Пример 8. Синтез ребаудиозида N с использованием ребаудиозида А в качестве субстрата реакции в условиях катализа содержащими UDP-гликозилтрансферазу рекомбинантными клетками
Реакция на первой стадии: 1 л фосфатного буфера 0,05 моль/л (имеющего величину рН 8,0), 2 г UDP-рамнозила, 1 г ребаудиозида А и 40 г содержащих UGT-B цельных клеток последовательно добавляли в реакционную систему и смешивали до однородного состояния, затем помещали на водяную баню при 40°С, перемешивали с частотой 300 об/мин и подвергали взаимодействию в течение 24 ч. Реакция на второй стадии: После завершения реакции на первой стадии реакционный раствор кипятили в течение 10 мин, величину рН реакционного раствора доводили до 8,0, добавляли 0,5 г UDP, 5 г сахарозы, 40 г содержащих UGT-A цельных клеток и 10 г содержащих AtSUSI цельных клеток и смешивали до однородного состояния, а затем полученный в результате раствор помещали на водяную баню при 40°С, перемешивали с частотой 300 об/мин и подвергали взаимодействию в течение 24 ч. После завершения реакции отбирали 500 мкл реакционного раствора и добавляли в эквивалентный объем безводного метанола до получения однородной смеси, и полученный в результате раствор центрифугировали с частотой 8000 об/мин в течение 10 мин. После этого супернатант фильтровали с помощью мембранного фильтра и исследовали методом высокоэффективной жидкостной хроматографии (условия хроматографирования: хроматографическая колонка: Agilent eclipse SB C18 4,6 × 150 мм; аналитическая длина волны: 210 нм; подвижная фаза: 0,1% раствор муравьиной кислоты : ацетонитрил = 65% : 35%; объемный расход: 1,0 мл/мин; и температура колонки: 30°С). Коэффициент конверсии ребаудиозида А составлял более 90%. В результате очистки путем разделения на силикагелевой смоле, кристаллизации и подобных последующих обработок получили 0,53 г ребаудиозида N, и чистота полученного ребаудиозида N составляла более 95%.

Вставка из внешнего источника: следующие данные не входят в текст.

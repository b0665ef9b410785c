//! Home page: puzzle menu

use super::PageContext;
use crate::output::terminal::{apply_color, AnsiColor};
use anyhow::Result;

pub fn render(ctx: &mut PageContext) -> Result<Vec<String>> {
    let size = ctx.game.grid_size;
    let queens_href = ctx.router.with(|nav| nav.encode("/queens"));
    let entry = format!("► Queens ({}x{})  {}", size, size, queens_href);

    Ok(vec![
        "Home".to_string(),
        String::new(),
        if ctx.colour {
            apply_color(&entry, AnsiColor::Yellow)
        } else {
            entry
        },
        "   Each row, column and region holds exactly one queen.".to_string(),
        "   Queens never touch, not even diagonally.".to_string(),
        String::new(),
        "Type `go /queens` to play, `back` to return.".to_string(),
    ])
}
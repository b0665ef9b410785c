//! Navigator implementation for managing navigation state
//!
//! This module provides the core dispatcher: route resolution, navigation,
//! history traversal and location encoding.

use super::history::{HistoryStrategy, Location, NavigationState, DEFAULT_MAX_HISTORY};
use super::route::Route;
use super::table::RouteTable;
use serde::{Deserialize, Serialize};
use tracing::{debug, info, warn};

/// Structured error type for router operations
#[derive(Debug, Clone, PartialEq, Eq, thiserror::Error)]
pub enum RouterError {
    #[error("Route '{0}' not found")]
    NotFound(String),

    #[error("Duplicate route path '{0}'")]
    DuplicatePath(String),

    #[error("Route path '{0}' must start with '/'")]
    InvalidPath(String),

    #[error("Redirect target '{0}' is not a registered route")]
    InvalidRedirect(String),

    #[error("Location '{0}' is outside the router base")]
    ForeignLocation(String),
}

/// Type alias for router operation results
pub type RouterResult<T> = Result<T, RouterError>;

/// What to do when a navigation targets an unregistered path
#[derive(Debug, Clone, PartialEq, Eq, Default, Serialize, Deserialize)]
#[serde(tag = "policy", rename_all = "snake_case")]
pub enum NotFoundPolicy {
    /// Report `NotFound` and leave the current location untouched
    #[default]
    Ignore,
    /// Navigate to `to` instead
    Redirect { to: String },
}

/// Main navigator that owns the route table and the navigation state
#[derive(Debug, Clone)]
pub struct Navigator<V> {
    table: RouteTable<V>,
    strategy: HistoryStrategy,
    base: String,
    not_found: NotFoundPolicy,
    state: NavigationState,
}

impl<V> Navigator<V> {
    /// Create a navigator over `table` using `strategy`
    ///
    /// No route is active until the first navigation.
    pub fn new(table: RouteTable<V>, strategy: HistoryStrategy) -> Self {
        Self {
            table,
            strategy,
            base: String::new(),
            not_found: NotFoundPolicy::Ignore,
            state: NavigationState::new(DEFAULT_MAX_HISTORY),
        }
    }

    /// Set the base every location is encoded under
    pub fn with_base(mut self, base: impl Into<String>) -> Self {
        self.base = base.into();
        self
    }

    /// Set maximum history size
    pub fn with_max_history(mut self, max_history: usize) -> Self {
        self.state = NavigationState::new(max_history);
        self
    }

    /// Set the not-found policy, validating any redirect target
    pub fn with_not_found(mut self, policy: NotFoundPolicy) -> RouterResult<Self> {
        if let NotFoundPolicy::Redirect { to } = &policy {
            if !self.table.contains(to) {
                return Err(RouterError::InvalidRedirect(to.clone()));
            }
        }
        self.not_found = policy;
        Ok(self)
    }

    /// Resolve `path` to its view without navigating
    pub fn resolve(&self, path: &str) -> RouterResult<&V> {
        let result = self.table.resolve(path);
        debug!(path, found = result.is_ok(), "Resolved route");
        result
    }

    /// Navigate to `path`, recording a history entry
    pub fn navigate(&mut self, path: &str) -> RouterResult<&V> {
        let target = self.target_for(path)?;
        if self.state.push(target.clone()) {
            info!(path = %target, href = %self.encode(&target), "Navigated");
        } else {
            debug!(path = %target, "Already at route");
        }
        self.table.resolve(&target)
    }

    /// Navigate to `path`, replacing the current history entry
    pub fn replace(&mut self, path: &str) -> RouterResult<&V> {
        let target = self.target_for(path)?;
        info!(path = %target, "Replaced current route");
        self.state.replace(target.clone());
        self.table.resolve(&target)
    }

    /// Navigate to an externally supplied location
    pub fn sync_location(&mut self, href: &str) -> RouterResult<&V> {
        let path = self
            .strategy
            .decode(&self.base, href)
            .ok_or_else(|| RouterError::ForeignLocation(href.to_string()))?;
        self.navigate(&path)
    }

    /// Go back to the previous route
    pub fn go_back(&mut self) -> bool {
        let moved = self.state.go_back();
        if moved {
            info!(path = ?self.state.current(), "Went back");
        }
        moved
    }

    /// Go forward to the next route
    pub fn go_forward(&mut self) -> bool {
        let moved = self.state.go_forward();
        if moved {
            info!(path = ?self.state.current(), "Went forward");
        }
        moved
    }

    pub fn can_go_back(&self) -> bool {
        self.state.can_go_back()
    }

    pub fn can_go_forward(&self) -> bool {
        self.state.can_go_forward()
    }

    /// Get the current route path
    pub fn current_path(&self) -> Option<&str> {
        self.state.current()
    }

    /// Get the current externally visible location
    pub fn current_location(&self) -> Option<Location> {
        self.state.current().map(|path| Location {
            path: path.to_string(),
            href: self.encode(path),
        })
    }

    /// Get the current route
    pub fn active_route(&self) -> Option<&Route<V>> {
        self.state.current().and_then(|path| self.table.find(path))
    }

    /// Get the view of the current route
    pub fn active_view(&self) -> Option<&V> {
        self.active_route().map(|route| &route.view)
    }

    /// Encode `path` with this navigator's strategy and base
    pub fn encode(&self, path: &str) -> String {
        self.strategy.encode(&self.base, path)
    }

    pub fn table(&self) -> &RouteTable<V> {
        &self.table
    }

    pub fn strategy(&self) -> HistoryStrategy {
        self.strategy
    }

    pub fn base(&self) -> &str {
        &self.base
    }

    pub fn not_found_policy(&self) -> &NotFoundPolicy {
        &self.not_found
    }

    /// Back stack, most recent first
    pub fn history(&self) -> &[String] {
        self.state.history()
    }

    /// Apply the not-found policy to `path`
    fn target_for(&self, path: &str) -> RouterResult<String> {
        if self.table.contains(path) {
            return Ok(path.to_string());
        }

        match &self.not_found {
            NotFoundPolicy::Ignore => {
                warn!(path, "No route matches path");
                Err(RouterError::NotFound(path.to_string()))
            }
            NotFoundPolicy::Redirect { to } => {
                warn!(path, to = %to, "No route matches path, redirecting");
                Ok(to.clone())
            }
        }
    }
}

#[cfg(test)]
mod tests {
    use super::*;

    #[derive(Debug, Clone, Copy, PartialEq, Eq)]
    enum Page {
        Start,
        Home,
        Queens,
    }

    fn navigator(strategy: HistoryStrategy) -> Navigator<Page> {
        let table = RouteTable::builder()
            .route("/", Page::Start)
            .route("/home", Page::Home)
            .route("/queens", Page::Queens)
            .build()
            .expect("Failed to build table");
        Navigator::new(table, strategy)
    }

    #[test]
    fn test_initial_state() {
        let nav = navigator(HistoryStrategy::Hash);
        assert_eq!(nav.current_path(), None);
        assert_eq!(nav.current_location(), None);
        assert_eq!(nav.active_view(), None);
        assert!(!nav.can_go_back());
    }

    #[test]
    fn test_resolve_scenarios() {
        let nav = navigator(HistoryStrategy::Hash);
        assert_eq!(nav.resolve("/"), Ok(&Page::Start));
        assert_eq!(nav.resolve("/home"), Ok(&Page::Home));
        assert_eq!(nav.resolve("/queens"), Ok(&Page::Queens));
        assert_eq!(
            nav.resolve("/unknown"),
            Err(RouterError::NotFound("/unknown".to_string()))
        );
    }

    #[test]
    fn test_navigate_updates_hash_location() {
        let mut nav = navigator(HistoryStrategy::Hash);
        assert_eq!(nav.navigate("/queens"), Ok(&Page::Queens));

        let location = nav.current_location().expect("location after navigate");
        assert_eq!(location.path, "/queens");
        assert_eq!(location.href, "#/queens");
        assert_eq!(nav.active_view(), Some(&Page::Queens));
    }

    #[test]
    fn test_navigate_under_path_strategy() {
        let mut nav = navigator(HistoryStrategy::Path).with_base("/app");
        nav.navigate("/home").expect("navigate home");
        assert_eq!(
            nav.current_location().map(|l| l.href),
            Some("/app/home".to_string())
        );
    }

    #[test]
    fn test_unknown_path_is_ignored() {
        let mut nav = navigator(HistoryStrategy::Hash);
        nav.navigate("/home").expect("navigate home");

        assert_eq!(
            nav.navigate("/unknown"),
            Err(RouterError::NotFound("/unknown".to_string()))
        );
        assert_eq!(nav.current_path(), Some("/home"));
        assert_eq!(nav.active_view(), Some(&Page::Home));
        assert!(!nav.can_go_back());
    }

    #[test]
    fn test_unknown_path_redirects() {
        let mut nav = navigator(HistoryStrategy::Hash)
            .with_not_found(NotFoundPolicy::Redirect {
                to: "/".to_string(),
            })
            .expect("valid redirect");

        assert_eq!(nav.navigate("/unknown"), Ok(&Page::Start));
        assert_eq!(nav.current_location().map(|l| l.href), Some("#/".to_string()));
    }

    #[test]
    fn test_redirect_target_must_exist() {
        let result = navigator(HistoryStrategy::Hash).with_not_found(NotFoundPolicy::Redirect {
            to: "/404".to_string(),
        });
        assert!(matches!(result, Err(RouterError::InvalidRedirect(p)) if p == "/404"));
    }

    #[test]
    fn test_back_and_forward() {
        let mut nav = navigator(HistoryStrategy::Memory);
        nav.navigate("/").expect("navigate start");
        nav.navigate("/home").expect("navigate home");
        nav.navigate("/queens").expect("navigate queens");

        assert!(nav.go_back());
        assert_eq!(nav.active_view(), Some(&Page::Home));
        assert!(nav.go_back());
        assert_eq!(nav.active_view(), Some(&Page::Start));
        assert!(!nav.go_back());

        assert!(nav.go_forward());
        assert_eq!(nav.current_path(), Some("/home"));
    }

    #[test]
    fn test_replace_keeps_history_length() {
        let mut nav = navigator(HistoryStrategy::Hash);
        nav.navigate("/").expect("navigate start");
        nav.navigate("/home").expect("navigate home");
        assert_eq!(nav.replace("/queens"), Ok(&Page::Queens));

        assert_eq!(nav.history(), ["/".to_string()]);
        assert!(nav.go_back());
        assert_eq!(nav.current_path(), Some("/"));
    }

    #[test]
    fn test_sync_location() {
        let mut nav = navigator(HistoryStrategy::Hash).with_base("/index.html");
        assert_eq!(nav.sync_location("/index.html#/home"), Ok(&Page::Home));
        assert_eq!(nav.sync_location("/index.html"), Ok(&Page::Start));
        assert_eq!(
            nav.sync_location("/other.html#/home"),
            Err(RouterError::ForeignLocation("/other.html#/home".to_string()))
        );
    }
}
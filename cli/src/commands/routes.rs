//! Route table listing command

use crate::config::CliConfigLoader;
use anyhow::Result;
use queens_core::{build_navigator, AppView, Navigator};
use tracing::info;

/// Print every route with its view and encoded location
pub async fn routes_command(loader: CliConfigLoader) -> Result<()> {
    let config = loader.load().await?;
    let navigator = build_navigator(&config.router)?;
    info!(count = navigator.table().len(), "Listing routes");

    println!("Routes ({} history)\n", navigator.strategy());
    for line in route_lines(&navigator) {
        println!("{}", line);
    }
    Ok(())
}

fn route_lines(navigator: &Navigator<AppView>) -> Vec<String> {
    navigator
        .table()
        .routes()
        .iter()
        .map(|route| {
            let mut line = format!(
                "{:<8} {:<10} {:<10} {}",
                route.path,
                route.view,
                navigator.encode(&route.path),
                route.label()
            );
            if let Some(description) = &route.description {
                line.push_str(" - ");
                line.push_str(description);
            }
            line.trim_end().to_string()
        })
        .collect()
}

#[cfg(test)]
mod tests {
    use super::*;
    use queens_core::RouterSettings;

    #[test]
    fn test_route_lines_in_table_order() {
        let navigator = build_navigator(&RouterSettings::default()).unwrap();
        let lines = route_lines(&navigator);

        assert_eq!(lines.len(), 3);
        assert!(lines[0].starts_with("/        StartPage  #/"));
        assert!(lines[1].starts_with("/home    HomePage   #/home"));
        assert!(lines[2].starts_with("/queens  Queens     #/queens"));
        assert!(lines[0].ends_with("Welcome screen"));
    }
}
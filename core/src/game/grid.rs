//! Square board geometry

use serde::{Deserialize, Serialize};

/// A board coordinate
#[derive(Debug, Clone, Copy, PartialEq, Eq, Hash, PartialOrd, Ord, Serialize, Deserialize)]
pub struct Cell {
    pub row: usize,
    pub col: usize,
}

impl Cell {
    pub fn new(row: usize, col: usize) -> Self {
        Self { row, col }
    }

    /// Whether two distinct cells touch, diagonals included
    pub fn touches(&self, other: &Cell) -> bool {
        self != other && self.row.abs_diff(other.row) <= 1 && self.col.abs_diff(other.col) <= 1
    }
}

/// Square grid of `T`, stored row-major
#[derive(Debug, Clone, PartialEq, Eq, Serialize, Deserialize)]
pub struct Grid<T> {
    size: usize,
    cells: Vec<T>,
}

impl<T: Clone> Grid<T> {
    /// Create a `size` x `size` grid filled with `value`
    pub fn filled(size: usize, value: T) -> Self {
        Self {
            size,
            cells: vec![value; size * size],
        }
    }
}

impl<T> Grid<T> {
    /// Wrap row-major `cells`; `None` unless there are exactly `size * size`
    pub fn from_cells(size: usize, cells: Vec<T>) -> Option<Self> {
        (cells.len() == size * size).then_some(Self { size, cells })
    }

    pub fn size(&self) -> usize {
        self.size
    }

    pub fn get(&self, cell: Cell) -> &T {
        &self.cells[self.index(cell)]
    }

    pub fn set(&mut self, cell: Cell, value: T) {
        let index = self.index(cell);
        self.cells[index] = value;
    }

    pub fn index(&self, cell: Cell) -> usize {
        cell.row * self.size + cell.col
    }

    pub fn cell_at(&self, index: usize) -> Cell {
        Cell::new(index / self.size, index % self.size)
    }

    /// All cells in row-major order
    pub fn cells(&self) -> impl Iterator<Item = Cell> + '_ {
        (0..self.cells.len()).map(move |i| self.cell_at(i))
    }

    /// Orthogonal neighbours of `cell` that lie on the board
    pub fn neighbours(&self, cell: Cell) -> impl Iterator<Item = Cell> {
        let size = self.size;
        let up = cell.row.checked_sub(1).map(|row| Cell::new(row, cell.col));
        let down = (cell.row + 1 < size).then(|| Cell::new(cell.row + 1, cell.col));
        let left = cell.col.checked_sub(1).map(|col| Cell::new(cell.row, col));
        let right = (cell.col + 1 < size).then(|| Cell::new(cell.row, cell.col + 1));
        [up, down, left, right].into_iter().flatten()
    }

    pub fn values(&self) -> &[T] {
        &self.cells
    }

    pub fn into_values(self) -> Vec<T> {
        self.cells
    }
}
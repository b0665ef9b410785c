//! Minimal configuration module for Queens Nav core
//!
//! Only exports pure data types. All loading logic is in CLI layer.

pub mod types;

pub use types::{AppConfig, GameSettings, RouterSettings};
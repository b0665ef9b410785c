//! History strategies and navigation state
//!
//! The strategy only decides how the current path is written to and read
//! from the externally visible location. Routing itself never depends on it.

use serde::{Deserialize, Serialize};
use std::fmt;
use std::str::FromStr;

/// Default number of history entries kept in each direction
pub const DEFAULT_MAX_HISTORY: usize = 50;

/// How the current location is represented externally
#[derive(Debug, Clone, Copy, PartialEq, Eq, Hash, Default, Serialize, Deserialize)]
#[serde(rename_all = "snake_case")]
pub enum HistoryStrategy {
    /// Path lives in the fragment: `<base>#/queens`
    #[default]
    Hash,
    /// Path is appended to the base: `<base>/queens`
    Path,
    /// Location is kept in memory only and equals the path
    Memory,
}

impl HistoryStrategy {
    pub fn as_str(&self) -> &'static str {
        match self {
            HistoryStrategy::Hash => "hash",
            HistoryStrategy::Path => "path",
            HistoryStrategy::Memory => "memory",
        }
    }

    /// Encode a route path into a location under `base`
    pub fn encode(&self, base: &str, path: &str) -> String {
        match self {
            HistoryStrategy::Hash => format!("{}#{}", base, path),
            HistoryStrategy::Path => format!("{}{}", base.trim_end_matches('/'), path),
            HistoryStrategy::Memory => path.to_string(),
        }
    }

    /// Decode a location under `base` back into a route path
    ///
    /// Returns `None` when the location does not belong to `base`.
    pub fn decode(&self, base: &str, href: &str) -> Option<String> {
        match self {
            HistoryStrategy::Hash => {
                let (prefix, fragment) = match href.split_once('#') {
                    Some(parts) => parts,
                    None => (href, ""),
                };
                if prefix != base {
                    return None;
                }
                // Query is not part of the route path
                let fragment = fragment.split('?').next().unwrap_or_default();
                if fragment.is_empty() {
                    Some("/".to_string())
                } else {
                    Some(fragment.to_string())
                }
            }
            HistoryStrategy::Path => {
                let base = base.trim_end_matches('/');
                let rest = href.strip_prefix(base)?;
                // Query and fragment are not part of the route path
                let rest = rest.split(['?', '#']).next().unwrap_or_default();
                if rest.is_empty() {
                    Some("/".to_string())
                } else if rest.starts_with('/') {
                    Some(rest.to_string())
                } else {
                    None
                }
            }
            HistoryStrategy::Memory => Some(href.to_string()),
        }
    }
}

impl fmt::Display for HistoryStrategy {
    fn fmt(&self, f: &mut fmt::Formatter<'_>) -> fmt::Result {
        f.pad(self.as_str())
    }
}

impl FromStr for HistoryStrategy {
    type Err = String;

    fn from_str(s: &str) -> Result<Self, Self::Err> {
        match s.to_ascii_lowercase().as_str() {
            "hash" => Ok(HistoryStrategy::Hash),
            "path" | "web" => Ok(HistoryStrategy::Path),
            "memory" => Ok(HistoryStrategy::Memory),
            other => Err(format!("unknown history strategy '{}'", other)),
        }
    }
}

/// Externally observable location
#[derive(Debug, Clone, PartialEq, Eq, Serialize)]
pub struct Location {
    /// Route path that is active
    pub path: String,
    /// Path encoded with the configured strategy
    pub href: String,
}

impl fmt::Display for Location {
    fn fmt(&self, f: &mut fmt::Formatter<'_>) -> fmt::Result {
        f.write_str(&self.href)
    }
}

/// Current path plus back and forward stacks (most recent first)
#[derive(Debug, Clone)]
pub struct NavigationState {
    current: Option<String>,
    back: Vec<String>,
    forward: Vec<String>,
    max_history: usize,
}

impl NavigationState {
    /// Create an empty state with the given history limit
    pub fn new(max_history: usize) -> Self {
        Self {
            current: None,
            back: Vec::new(),
            forward: Vec::new(),
            max_history,
        }
    }

    /// Push a new entry; returns false if `path` is already current
    pub fn push(&mut self, path: String) -> bool {
        if self.current.as_deref() == Some(path.as_str()) {
            return false;
        }

        if let Some(previous) = self.current.take() {
            self.back.insert(0, previous);
            self.back.truncate(self.max_history);
        }
        self.forward.clear();
        self.current = Some(path);
        true
    }

    /// Replace the current entry without touching the stacks
    pub fn replace(&mut self, path: String) {
        self.current = Some(path);
    }

    /// Go back to the previous entry in history
    pub fn go_back(&mut self) -> bool {
        if self.back.is_empty() {
            return false;
        }
        let previous = self.back.remove(0);
        if let Some(current) = self.current.replace(previous) {
            self.forward.insert(0, current);
            self.forward.truncate(self.max_history);
        }
        true
    }

    /// Go forward to the next entry in history
    pub fn go_forward(&mut self) -> bool {
        if self.forward.is_empty() {
            return false;
        }
        let next = self.forward.remove(0);
        if let Some(current) = self.current.replace(next) {
            self.back.insert(0, current);
            self.back.truncate(self.max_history);
        }
        true
    }

    pub fn can_go_back(&self) -> bool {
        !self.back.is_empty()
    }

    pub fn can_go_forward(&self) -> bool {
        !self.forward.is_empty()
    }

    pub fn current(&self) -> Option<&str> {
        self.current.as_deref()
    }

    /// Back stack, most recent first
    pub fn history(&self) -> &[String] {
        &self.back
    }
}

impl Default for NavigationState {
    fn default() -> Self {
        Self::new(DEFAULT_MAX_HISTORY)
    }
}

#[cfg(test)]
mod tests {
    use super::*;

    #[test]
    fn test_encode_locations() {
        assert_eq!(HistoryStrategy::Hash.encode("", "/queens"), "#/queens");
        assert_eq!(
            HistoryStrategy::Hash.encode("/index.html", "/home"),
            "/index.html#/home"
        );
        assert_eq!(HistoryStrategy::Path.encode("", "/queens"), "/queens");
        assert_eq!(HistoryStrategy::Path.encode("/app/", "/queens"), "/app/queens");
        assert_eq!(HistoryStrategy::Memory.encode("/app", "/queens"), "/queens");
    }

    #[test]
    fn test_decode_hash_locations() {
        let hash = HistoryStrategy::Hash;
        assert_eq!(hash.decode("", "#/queens").as_deref(), Some("/queens"));
        assert_eq!(hash.decode("", "").as_deref(), Some("/"));
        assert_eq!(hash.decode("", "#").as_deref(), Some("/"));
        assert_eq!(
            hash.decode("/index.html", "/index.html#/home").as_deref(),
            Some("/home")
        );
        assert_eq!(hash.decode("/index.html", "/other#/home"), None);
        assert_eq!(hash.decode("", "#/queens?x=1").as_deref(), Some("/queens"));
        assert_eq!(hash.decode("", "#?x=1").as_deref(), Some("/"));
    }

    #[test]
    fn test_decode_path_locations() {
        let path = HistoryStrategy::Path;
        assert_eq!(path.decode("", "/queens").as_deref(), Some("/queens"));
        assert_eq!(path.decode("/app", "/app").as_deref(), Some("/"));
        assert_eq!(path.decode("/app", "/app/home?x=1").as_deref(), Some("/home"));
        assert_eq!(path.decode("/app", "/application"), None);
        assert_eq!(path.decode("/app", "/elsewhere"), None);
    }

    #[test]
    fn test_strategy_parsing() {
        assert_eq!("hash".parse::<HistoryStrategy>(), Ok(HistoryStrategy::Hash));
        assert_eq!("WEB".parse::<HistoryStrategy>(), Ok(HistoryStrategy::Path));
        assert_eq!("memory".parse::<HistoryStrategy>(), Ok(HistoryStrategy::Memory));
        assert!("tape".parse::<HistoryStrategy>().is_err());
        assert_eq!(HistoryStrategy::Path.to_string(), "path");
    }

    #[test]
    fn test_state_push_and_traverse() {
        let mut state = NavigationState::default();
        assert!(state.push("/".to_string()));
        assert!(state.push("/home".to_string()));
        assert!(state.push("/queens".to_string()));
        assert!(!state.push("/queens".to_string()));

        assert_eq!(state.history(), ["/home".to_string(), "/".to_string()]);
        assert!(state.go_back());
        assert_eq!(state.current(), Some("/home"));
        assert!(state.can_go_forward());
        assert!(state.go_forward());
        assert_eq!(state.current(), Some("/queens"));
        assert!(!state.go_forward());
    }

    #[test]
    fn test_push_clears_forward_stack() {
        let mut state = NavigationState::default();
        state.push("/".to_string());
        state.push("/home".to_string());
        state.go_back();
        state.push("/queens".to_string());

        assert!(!state.can_go_forward());
        assert_eq!(state.history(), ["/".to_string()]);
    }

    #[test]
    fn test_history_limit() {
        let mut state = NavigationState::new(2);
        for path in ["/a", "/b", "/c", "/d"] {
            state.push(path.to_string());
        }
        assert_eq!(state.history().len(), 2);
        assert_eq!(state.history()[1], "/b");

        let mut state = NavigationState::new(0);
        state.push("/a".to_string());
        state.push("/b".to_string());
        assert!(!state.can_go_back());
    }
}
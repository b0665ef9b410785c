//! Page renderers for the application views
//!
//! Each view has a renderer that turns the current page context into text
//! lines. A fallback renderer covers the case where no view is active.

pub mod home_page;
pub mod queens_page;
pub mod start_page;

use anyhow::Result;
use queens_core::{AppView, GameError, GameSettings, Puzzle, PuzzleGenerator, RouterHandle};
use rand::rngs::StdRng;
use rand::SeedableRng;
use std::collections::HashMap;

/// Type alias for page render functions
pub type PageRenderer = Box<dyn Fn(&mut PageContext) -> Result<Vec<String>> + Send + Sync>;

/// State shared by every page
pub struct PageContext {
    /// Router handle for reading the location and listing links
    pub router: RouterHandle<AppView>,
    /// Puzzle settings
    pub game: GameSettings,
    /// Whether to emit ANSI colours
    pub colour: bool,
    /// Whether the Queens page shows the solution
    pub reveal: bool,
    rng: StdRng,
    puzzle: Option<Puzzle>,
}

impl PageContext {
    /// Create a context; a configured seed makes puzzles reproducible
    pub fn new(router: RouterHandle<AppView>, game: GameSettings) -> Self {
        let rng = match game.seed {
            Some(seed) => StdRng::seed_from_u64(seed),
            None => StdRng::from_entropy(),
        };
        Self {
            router,
            game,
            colour: true,
            reveal: false,
            rng,
            puzzle: None,
        }
    }

    /// Enable or disable ANSI colours
    pub fn with_colour(mut self, colour: bool) -> Self {
        self.colour = colour;
        self
    }

    /// Current puzzle, generated on first use
    pub fn puzzle(&mut self) -> Result<&Puzzle, GameError> {
        let puzzle = match self.puzzle.take() {
            Some(puzzle) => puzzle,
            None => PuzzleGenerator::from_settings(&self.game).generate(&mut self.rng)?,
        };
        let puzzle: &Puzzle = self.puzzle.insert(puzzle);
        Ok(puzzle)
    }

    /// Discard the current puzzle; the next render generates a fresh one
    pub fn discard_puzzle(&mut self) {
        self.puzzle = None;
        self.reveal = false;
    }
}

/// Map of views to their renderers
pub struct PageRegistry {
    pages: HashMap<AppView, PageRenderer>,
    fallback_page: Option<PageRenderer>,
}

impl PageRegistry {
    /// Start building a registry
    pub fn builder() -> PageRegistryBuilder {
        PageRegistryBuilder::new()
    }

    /// Registry with every application page
    pub fn standard() -> Self {
        Self::builder()
            .page(AppView::StartPage, start_page::render)
            .page(AppView::HomePage, home_page::render)
            .page(AppView::Queens, queens_page::render)
            .fallback(not_found)
            .build()
    }

    /// Render `view`, or the fallback when there is no renderer for it
    pub fn render(&self, view: Option<AppView>, ctx: &mut PageContext) -> Result<Vec<String>> {
        if let Some(renderer) = view.and_then(|v| self.pages.get(&v)) {
            renderer(ctx)
        } else if let Some(fallback) = &self.fallback_page {
            fallback(ctx)
        } else {
            not_found(ctx)
        }
    }

    pub fn len(&self) -> usize {
        self.pages.len()
    }
}

/// Builder for page registries
pub struct PageRegistryBuilder {
    pages: HashMap<AppView, PageRenderer>,
    fallback_page: Option<PageRenderer>,
}

impl PageRegistryBuilder {
    pub fn new() -> Self {
        Self {
            pages: HashMap::new(),
            fallback_page: None,
        }
    }

    /// Register the renderer for a view
    pub fn page<F>(mut self, view: AppView, renderer: F) -> Self
    where
        F: Fn(&mut PageContext) -> Result<Vec<String>> + Send + Sync + 'static,
    {
        self.pages.insert(view, Box::new(renderer));
        self
    }

    /// Set a fallback page for views without a renderer
    pub fn fallback<F>(mut self, renderer: F) -> Self
    where
        F: Fn(&mut PageContext) -> Result<Vec<String>> + Send + Sync + 'static,
    {
        self.fallback_page = Some(Box::new(renderer));
        self
    }

    pub fn build(self) -> PageRegistry {
        PageRegistry {
            pages: self.pages,
            fallback_page: self.fallback_page,
        }
    }
}

impl Default for PageRegistryBuilder {
    fn default() -> Self {
        Self::new()
    }
}

/// Default fallback: route not found message
fn not_found(ctx: &mut PageContext) -> Result<Vec<String>> {
    let location = ctx
        .router
        .current_location()
        .map(|l| l.href)
        .unwrap_or_else(|| "(none)".to_string());
    Ok(vec![
        "Route Not Found".to_string(),
        format!("Unknown route: {}", location),
    ])
}

/// Links to every route, as `name  href` lines
pub fn route_links(router: &RouterHandle<AppView>) -> Vec<String> {
    router.with(|nav| {
        nav.table()
            .routes()
            .iter()
            .map(|route| format!("  {:<8} {}", route.label(), nav.encode(&route.path)))
            .collect()
    })
}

Приведенные выше примеры предназначены только для описания технических концепций и характеристик настоящего изобретения, чтобы специалист в данной области смог лучше понять описание настоящего изобретения и реализовать на практике настоящее изобретение. Однако эти примеры не следует рассматривать как ограничивающие объем защиты настоящего изобретения. Различные эквивалентные вариации или изменения, сделанные без отступления от сущности и духа настоящего изобретения, считаются входящими в объем защиты настоящего изобретения.